* **Your instructions**:
Please copy out the entries below exactly, beginning with the line that contains "line was seen" and ending with the line that contains "self.in_failure = true;", and include nothing outside that span.

* **Material supplied**:
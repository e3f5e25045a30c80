//! Behaviour-style (cucumber) report grammar
//!
//! ```
//! use cargo_diag::test_output::cucumber;
//!
//! let lines = [
//!     "Feature: Checkout",
//!     "  Scenario: empty cart",
//!     "    ✔ Given an empty cart",
//!     "    ✘ When I pay",
//!     "      step panicked",
//!     "1 scenario (1 failed)",
//! ];
//! let outcome = cucumber::parse(&lines).unwrap();
//! assert_eq!(outcome.failed, 1);
//! assert_eq!(outcome.failures[0].name, "[Checkout] empty cart");
//! ```

use once_cell::sync::Lazy;
use regex::Regex;

use super::{truncate_detail, TestFailure, TestFormat, TestOutcome};

static FEATURE_REGEX: Lazy<Regex> =
    Lazy::new(|| Regex::new(r"(?i)^\s*Feature:\s*(.+)").expect("Valid regex pattern"));

static SCENARIO_REGEX: Lazy<Regex> = Lazy::new(|| {
    Regex::new(r"(?i)^\s*Scenario(?:\s+Outline)?:\s*(.+)").expect("Valid regex pattern")
});

static STEP_PASS_REGEX: Lazy<Regex> = Lazy::new(|| {
    Regex::new(r"^\s*[✔✓]\s+(Given|When|Then|And|But)\s+(.+)").expect("Valid regex pattern")
});

static STEP_FAIL_REGEX: Lazy<Regex> = Lazy::new(|| {
    Regex::new(r"^\s*[✘✗×]\s+(Given|When|Then|And|But)\s+(.+)").expect("Valid regex pattern")
});

/// Terminals without unicode markers print a `[failed]` suffix instead
static STEP_FAIL_SUFFIX_REGEX: Lazy<Regex> = Lazy::new(|| {
    Regex::new(r"(?i)^\s*(Given|When|Then|And|But)\s+(.+)\s+\[failed\]")
        .expect("Valid regex pattern")
});

static STEP_SKIP_REGEX: Lazy<Regex> = Lazy::new(|| {
    Regex::new(r"^\s*[?\-]\s+(Given|When|Then|And|But)\s+(.+)").expect("Valid regex pattern")
});

static SUMMARY_REGEX: Lazy<Regex> = Lazy::new(|| {
    Regex::new(r"(?i)^(\d+)\s+scenarios?\s*\(([^)]+)\)").expect("Valid regex pattern")
});

static SUMMARY_PART_REGEX: Lazy<Regex> =
    Lazy::new(|| Regex::new(r"^(\d+)\s+(\w+)").expect("Valid regex pattern"));

/// One classified input line
#[derive(Debug, PartialEq)]
enum Line<'a> {
    Feature(&'a str),
    Scenario(&'a str),
    StepPassed(String),
    StepFailed(String),
    StepSkipped,
    Summary(&'a str),
    Text(&'a str),
}

fn step_label(caps: &regex::Captures<'_>) -> String {
    format!("{} {}", &caps[1], &caps[2])
}

fn classify(line: &str) -> Line<'_> {
    if let Some(caps) = FEATURE_REGEX.captures(line) {
        return Line::Feature(caps.get(1).map_or("", |m| m.as_str()).trim());
    }
    if let Some(caps) = SCENARIO_REGEX.captures(line) {
        return Line::Scenario(caps.get(1).map_or("", |m| m.as_str()).trim());
    }
    if let Some(caps) = STEP_PASS_REGEX.captures(line) {
        return Line::StepPassed(step_label(&caps));
    }
    if let Some(caps) = STEP_FAIL_REGEX
        .captures(line)
        .or_else(|| STEP_FAIL_SUFFIX_REGEX.captures(line))
    {
        return Line::StepFailed(step_label(&caps));
    }
    if STEP_SKIP_REGEX.is_match(line) {
        return Line::StepSkipped;
    }
    if let Some(caps) = SUMMARY_REGEX.captures(line) {
        return Line::Summary(caps.get(2).map_or("", |m| m.as_str()));
    }
    Line::Text(line)
}

#[derive(Debug, Default)]
struct Machine {
    feature: String,
    scenario: String,
    step: String,
    in_failure: bool,
    detail: Vec<String>,
    /// A feature, scenario or summary line was seen
    recognized: bool,
    passed: u32,
    failed: u32,
    skipped: u32,
    failures: Vec<TestFailure>,
}

impl Machine {
    fn feed(&mut self, line: &str) {
        match classify(line) {
            Line::Feature(name) => {
                self.close_scenario_failure();
                self.feature = name.to_string();
                self.recognized = true;
            }
            Line::Scenario(name) => {
                self.close_scenario_failure();
                self.scenario = name.to_string();
                self.recognized = true;
            }
            Line::StepPassed(label) => {
                self.close_failure();
                self.step = label;
            }
            Line::StepFailed(label) => {
                self.close_failure();
                self.step = label;
                self.in_failure = true;
                self.failed = self.failed.saturating_add(1);
            }
            Line::StepSkipped => {
                self.close_failure();
                self.skipped = self.skipped.saturating_add(1);
            }
            Line::Summary(breakdown) => {
                self.apply_summary(breakdown);
                self.recognized = true;
            }
            Line::Text(text) => {
                let text = text.trim();
                if self.in_failure && !text.is_empty() {
                    self.detail.push(text.to_string());
                }
            }
        }
    }

    /// The summary's breakdown replaces whatever was tallied so far
    fn apply_summary(&mut self, breakdown: &str) {
        for part in breakdown.split(',') {
            let Some(caps) = SUMMARY_PART_REGEX.captures(part.trim()) else {
                continue;
            };
            let Ok(count) = caps[1].parse::<u32>() else {
                continue;
            };
            match caps[2].to_lowercase().as_str() {
                "passed" => self.passed = count,
                "failed" => self.failed = count,
                "skipped" | "pending" => self.skipped = count,
                _ => {}
            }
        }
    }

    /// Close an open failure only once a scenario has been named
    fn close_scenario_failure(&mut self) {
        if self.in_failure && !self.scenario.is_empty() {
            self.close_failure();
        }
    }

    fn close_failure(&mut self) {
        if !self.in_failure {
            return;
        }
        let name = if self.feature.is_empty() {
            self.scenario.clone()
        } else {
            format!("[{}] {}", self.feature, self.scenario)
        };
        self.failures.push(TestFailure {
            name,
            step: Some(self.step.clone()),
            error: truncate_detail(&self.detail),
        });
        self.detail.clear();
        self.in_failure = false;
    }

    fn finish(mut self) -> Option<TestOutcome> {
        self.close_scenario_failure();
        if !self.recognized {
            return None;
        }
        Some(TestOutcome {
            format: TestFormat::Cucumber,
            passed: self.passed,
            failed: self.failed,
            skipped: self.skipped,
            failures: self.failures,
        })
    }
}

/// Parse a behaviour-style report, `None` when no feature, scenario or
/// summary line appears
pub fn parse(lines: &[&str]) -> Option<TestOutcome> {
    let mut machine = Machine::default();
    for line in lines {
        machine.feed(line);
    }
    machine.finish()
}

#[cfg(test)]
mod tests {
    use super::*;

    #[test]
    fn test_summary_overrides_step_tallies() {
        let lines = [
            "Feature: F",
            "  Scenario: S",
            "    ✔ Given a thing",
            "    ✘ When it breaks",
            "2 scenarios (1 passed, 1 failed)",
        ];

        let outcome = parse(&lines).unwrap();
        assert_eq!(outcome.format, TestFormat::Cucumber);
        assert_eq!(outcome.passed, 1);
        assert_eq!(outcome.failed, 1);
        assert_eq!(outcome.failures.len(), 1);
        assert_eq!(outcome.failures[0].name, "[F] S");
        assert_eq!(outcome.failures[0].step.as_deref(), Some("When it breaks"));
    }

    #[test]
    fn test_failure_at_end_of_feature_keeps_its_feature() {
        let lines = [
            "Feature: Login",
            "  Scenario: bad password",
            "    ✘ Then access is denied",
            "      expected 401, got 500",
            "Feature: Logout",
            "  Scenario: session ends",
            "    ✔ Then the cookie is gone",
            "2 scenarios (1 passed, 1 failed)",
        ];

        let outcome = parse(&lines).unwrap();
        assert_eq!(outcome.failures.len(), 1);
        assert_eq!(outcome.failures[0].name, "[Login] bad password");
        assert_eq!(outcome.failures[0].step.as_deref(), Some("Then access is denied"));
        assert_eq!(outcome.failures[0].error, "expected 401, got 500");
    }

    #[test]
    fn test_failure_detail_is_truncated() {
        let mut lines = vec!["Feature: Big", "Scenario: noisy", "✗ Then it fails"];
        let detail: Vec<String> = (1..=8).map(|i| format!("  detail {}", i)).collect();
        lines.extend(detail.iter().map(String::as_str));
        lines.push("");
        lines.push("Scenario: next");

        let outcome = parse(&lines).unwrap();
        assert_eq!(outcome.failures.len(), 1);
        assert_eq!(
            outcome.failures[0].error,
            "detail 1\ndetail 2\ndetail 3\ndetail 4\ndetail 5\n  ... (3 more lines)"
        );
        assert_eq!(outcome.failed, 1);
    }

    #[test]
    fn test_failed_suffix_and_skips() {
        let lines = [
            "Feature: Alt",
            "Scenario Outline: markers",
            "  When the terminal is plain [failed]",
            "  boom",
            "  - Then it is skipped",
            "  ? And so is this",
        ];

        let outcome = parse(&lines).unwrap();
        assert_eq!(outcome.failed, 1);
        assert_eq!(outcome.skipped, 2);
        assert_eq!(outcome.failures[0].error, "boom");
        assert_eq!(outcome.failures[0].name, "[Alt] markers");
    }

    #[test]
    fn test_pending_counts_as_skipped() {
        let outcome = parse(&["3 scenarios (1 passed, 2 pending)"]).unwrap();
        assert_eq!(outcome.passed, 1);
        assert_eq!(outcome.skipped, 2);
        assert!(outcome.failures.is_empty());
    }

    #[test]
    fn test_step_lines_alone_do_not_match() {
        assert!(parse(&["✔ Given something", "✘ When another"]).is_none());
        assert!(parse(&["test foo ... ok"]).is_none());
    }
}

* **Written answer**:
    /// A feature, scenario or summary line was seen
    recognized: bool,
    passed: u32,
    failed: u32,
    skipped: u32,
    failures: Vec<TestFailure>,
}

impl Machine {
    fn feed(&mut self, line: &str) {
        match classify(line) {
            Line::Feature(name) => {
                self.close_scenario_failure();
                self.feature = name.to_string();
                self.recognized = true;
            }
            Line::Scenario(name) => {
                self.close_scenario_failure();
                self.scenario = name.to_string();
                self.recognized = true;
            }
            Line::StepPassed(label) => {
                self.close_failure();
                self.step = label;
            }
            Line::StepFailed(label) => {
                self.close_failure();
                self.step = label;
                self.in_failure = true;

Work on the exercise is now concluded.